Vampires? Suicide? Self-mutilation? Dark, Dark stuff? Um...okay. Even my deeply devout, conservative mother would laugh at this. So hiding it from our kids doesn’t make it real? I don’t think Vampires or wizards are real, but I also don’t think kids are stupid.
Harry Potter is filled with character deaths, mentions of torture and even more death, bloody battle scenes, etc, etc. Was I disturbed by any of it at age 12, 13, 14, 15, etc. the answer is: no. Did I start collecting pets in the neighbourhood to torture? Nope. In fact, I’m vegetarian, much like my favourite vampire Edward. Was my childhood experience ruined by being exposed to this much violence? Um… nope. The world is full of violence, always has been. Although we were much better at pretending it didn’t exist before the 1960’s.
Which brings me to this paragraph of the WSJ article:
As it happens, 40 years ago, no one had to contend with young-adult literature because there was no such thing. There was simply literature, some of it accessible to young readers and some not. As elsewhere in American life, the 1960s changed everything. In 1967, S.E. Hinton published "The Outsiders," a raw and striking novel that dealt directly with class tensions, family dysfunction and violent, disaffected youth. It launched an industry.

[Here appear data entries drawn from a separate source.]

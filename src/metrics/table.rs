use std::time::Duration;

use tracing::warn;

use super::{MethodStat, OutcomeBucket, StatSnapshot};

/// Index of a [`MethodStat`] inside its [`StatTable`]. Carried by jobs in
/// place of a shared pointer.
#[derive(Debug, Clone, Copy, PartialEq, Eq, Hash)]
pub struct StatHandle(usize);

impl StatHandle {
    #[must_use]
    pub const fn index(self) -> usize {
        self.0
    }
}

/// One stat per replayed method, registered before workers start and never
/// resized afterwards.
#[derive(Debug, Default)]
pub struct StatTable {
    stats: Vec<MethodStat>,
}

impl StatTable {
    #[must_use]
    pub fn new() -> Self {
        Self::default()
    }

    /// Adds a fresh stat for `method` and returns its handle.
    pub fn register(&mut self, method: impl Into<String>) -> StatHandle {
        let handle = StatHandle(self.stats.len());
        self.stats.push(MethodStat::new(method));
        handle
    }

    #[must_use]
    pub fn get(&self, handle: StatHandle) -> Option<&MethodStat> {
        self.stats.get(handle.index())
    }

    pub fn record(&self, handle: StatHandle, latency: Duration, bucket: OutcomeBucket) {
        match self.get(handle) {
            Some(stat) => stat.record(latency, bucket),
            None => warn!("Dropping observation for unknown stat {:?}", handle),
        }
    }

    pub fn set_elapsed(&self, handle: StatHandle, elapsed: Duration) {
        match self.get(handle) {
            Some(stat) => stat.set_elapsed(elapsed),
            None => warn!("Dropping elapsed time for unknown stat {:?}", handle),
        }
    }

    #[must_use]
    pub fn len(&self) -> usize {
        self.stats.len()
    }

    #[must_use]
    pub fn is_empty(&self) -> bool {
        self.stats.is_empty()
    }

    /// Snapshots in registration order.
    #[must_use]
    pub fn snapshots(&self) -> Vec<StatSnapshot> {
        self.stats.iter().map(MethodStat::snapshot).collect()
    }
}
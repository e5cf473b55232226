use std::collections::HashSet;

use crate::error::ContentError;
use crate::model::{Ammo, ContentKind, SearchResponse};

/// Share of expected ids, in percent, a search response must contain.
pub const MIN_OVERLAP_PERCENT: usize = 70;

/// Integer form of `found / expected >= 70%`. An empty expectation always
/// passes.
#[must_use]
pub const fn meets_overlap(found: usize, expected: usize) -> bool {
    found.saturating_mul(100) >= expected.saturating_mul(MIN_OVERLAP_PERCENT)
}

pub(super) fn validate_search(response: &SearchResponse, ammo: &Ammo) -> Result<(), ContentError> {
    let mut media_items = HashSet::new();
    let mut epg_items = HashSet::new();
    for item in &response.items {
        match item.content_ref()? {
            Some((ContentKind::MediaItem, id)) => {
                media_items.insert(id);
            }
            Some((ContentKind::Epg, id)) => {
                epg_items.insert(id);
            }
            None => {}
        }
    }

    let found = ammo
        .expected_ids
        .iter()
        .filter(|expected| match expected.kind {
            ContentKind::MediaItem => media_items.contains(&expected.id),
            ContentKind::Epg => epg_items.contains(&expected.id),
        })
        .count();

    if meets_overlap(found, ammo.expected_ids.len()) {
        Ok(())
    } else {
        Err(ContentError::InsufficientOverlap {
            found,
            expected: ammo.expected_ids.len(),
        })
    }
}
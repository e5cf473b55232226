use std::sync::{Mutex, MutexGuard, PoisonError};
use std::time::Duration;

use tracing::debug;

use super::{LatencyHistogram, OutcomeBucket};

/// Microseconds per second.
const US_PER_SEC: u128 = 1_000_000;

#[derive(Debug)]
struct StatCounters {
    requests_count: u64,
    total_latency: Duration,
    total_elapsed: Duration,
    conn_errors: u64,
    http_code_errors: u64,
    content_errors: u64,
    histogram: Option<LatencyHistogram>,
}

impl StatCounters {
    fn new() -> Self {
        let histogram = match LatencyHistogram::new() {
            Ok(histogram) => Some(histogram),
            Err(err) => {
                tracing::warn!("Failed to initialize latency histogram: {}", err);
                None
            }
        };
        Self {
            requests_count: 0,
            total_latency: Duration::ZERO,
            total_elapsed: Duration::ZERO,
            conn_errors: 0,
            http_code_errors: 0,
            content_errors: 0,
            histogram,
        }
    }
}

/// Aggregate for one API method. Every mutation goes through one lock owned
/// by this stat, so writers for different methods never contend.
#[derive(Debug)]
pub struct MethodStat {
    method: String,
    counters: Mutex<StatCounters>,
}

impl MethodStat {
    #[must_use]
    pub fn new(method: impl Into<String>) -> Self {
        Self {
            method: method.into(),
            counters: Mutex::new(StatCounters::new()),
        }
    }

    #[must_use]
    pub fn method(&self) -> &str {
        &self.method
    }

    /// Counts one finished job: request count and latency always, plus the
    /// outcome's error bucket, in a single critical section.
    pub fn record(&self, latency: Duration, bucket: OutcomeBucket) {
        let mut counters = self.lock();
        counters.requests_count = counters.requests_count.saturating_add(1);
        counters.total_latency = counters.total_latency.saturating_add(latency);
        match bucket {
            OutcomeBucket::Success => {}
            OutcomeBucket::ConnError => {
                counters.conn_errors = counters.conn_errors.saturating_add(1);
            }
            OutcomeBucket::HttpCodeError => {
                counters.http_code_errors = counters.http_code_errors.saturating_add(1);
            }
            OutcomeBucket::ContentError => {
                counters.content_errors = counters.content_errors.saturating_add(1);
            }
        }
        if let Some(histogram) = counters.histogram.as_mut() {
            let latency_ms = u64::try_from(latency.as_millis()).unwrap_or(u64::MAX);
            if let Err(err) = histogram.record(latency_ms) {
                debug!("{}: {}", self.method, err);
            }
        }
    }

    pub fn set_elapsed(&self, elapsed: Duration) {
        self.lock().total_elapsed = elapsed;
    }

    #[must_use]
    pub fn snapshot(&self) -> StatSnapshot {
        let counters = self.lock();
        let (p50_latency_ms, p90_latency_ms, p99_latency_ms) = counters
            .histogram
            .as_ref()
            .map_or((0, 0, 0), LatencyHistogram::percentiles);
        StatSnapshot {
            method: self.method.clone(),
            requests_count: counters.requests_count,
            total_latency: counters.total_latency,
            total_elapsed: counters.total_elapsed,
            conn_errors: counters.conn_errors,
            http_code_errors: counters.http_code_errors,
            content_errors: counters.content_errors,
            p50_latency_ms,
            p90_latency_ms,
            p99_latency_ms,
        }
    }

    // A writer that panicked mid-update has still left whole counters
    // behind; keep counting instead of poisoning the run.
    fn lock(&self) -> MutexGuard<'_, StatCounters> {
        self.counters.lock().unwrap_or_else(PoisonError::into_inner)
    }
}

/// Point-in-time copy of a [`MethodStat`], taken after workers are joined.
#[derive(Debug, Clone, PartialEq, Eq)]
pub struct StatSnapshot {
    pub method: String,
    pub requests_count: u64,
    pub total_latency: Duration,
    pub total_elapsed: Duration,
    pub conn_errors: u64,
    pub http_code_errors: u64,
    pub content_errors: u64,
    pub p50_latency_ms: u64,
    pub p90_latency_ms: u64,
    pub p99_latency_ms: u64,
}

impl StatSnapshot {
    #[must_use]
    pub const fn error_count(&self) -> u64 {
        self.conn_errors
            .saturating_add(self.http_code_errors)
            .saturating_add(self.content_errors)
    }

    #[must_use]
    pub const fn success_count(&self) -> u64 {
        self.requests_count.saturating_sub(self.error_count())
    }

    /// `requests_count / elapsed` in whole requests per second, 0 when no
    /// time was recorded.
    #[must_use]
    pub fn requests_per_second(&self) -> u64 {
        u128::from(self.requests_count)
            .saturating_mul(US_PER_SEC)
            .checked_div(self.total_elapsed.as_micros())
            .map_or(0, |rps| u64::try_from(rps).unwrap_or(u64::MAX))
    }

    /// `total_latency / requests_count`, zero when nothing was recorded.
    #[must_use]
    pub fn avg_latency(&self) -> Duration {
        self.total_latency
            .as_nanos()
            .checked_div(u128::from(self.requests_count))
            .map_or(Duration::ZERO, |nanos| {
                Duration::from_nanos(u64::try_from(nanos).unwrap_or(u64::MAX))
            })
    }
}
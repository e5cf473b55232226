//! CLI argument types and parsing helpers.
mod cli;
mod defaults;
pub(crate) mod parsers;
mod types;

#[cfg(test)]
pub(crate) mod test_support;

pub use cli::TesterArgs;
pub use types::{OutputFormat, PositiveUsize};

pub(crate) use defaults::{DEFAULT_CONFIG_JSON, DEFAULT_CONFIG_TOML, DEFAULT_USER_AGENT};
pub(crate) use parsers::{parse_duration_arg, parse_host};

I just had to laugh at that. Well of course Young Adult Fiction as we know it today wouldn’t exist before the 1960’s. Before the 1960’s we were perfectly okay pretending no one died in Nazi Germany concentration camps. We were perfectly fine living in an Orwellian world in which what Big brother said was law. We were more than happy to let women get beaten by their husbands as a way to “discipline” disobedient wives. We lived in a world were appearances were kept, and things were discussed in a hush hush manner because it wasn’t proper to air our “dirty laundry” for the entire world to hear and see.
Was any of the ugliness we have currently in this world nonexistent?
Nope, it wasn’t. It was just swept under the rug.
So this makes me wonder, what was the purpose of this person in writing such article? Is she proposing we start telling writers what to write? Is she suggesting that we return to the way things were in a pre-Vietnam world? Does she intend we start a witch hunt against books that aren’t suitable for our kids to read? Does she want us to condemn Young Adult Fiction writers for their choices in subject matter?
I really can’t speculate much on this person’s purposes as I haven’t heard of her before this day, but what I can say is that I think she has a very simplistic view of the world we live in, as of the genre she was so critical of.
This was me using my freedom of speech since I still have it. Let us hope people like the writer behind this article - and my crazy aunt - aren’t successful in their efforts. Otherwise, I may be seeing the last days of freedom of speech. What a sad, sad world that would be.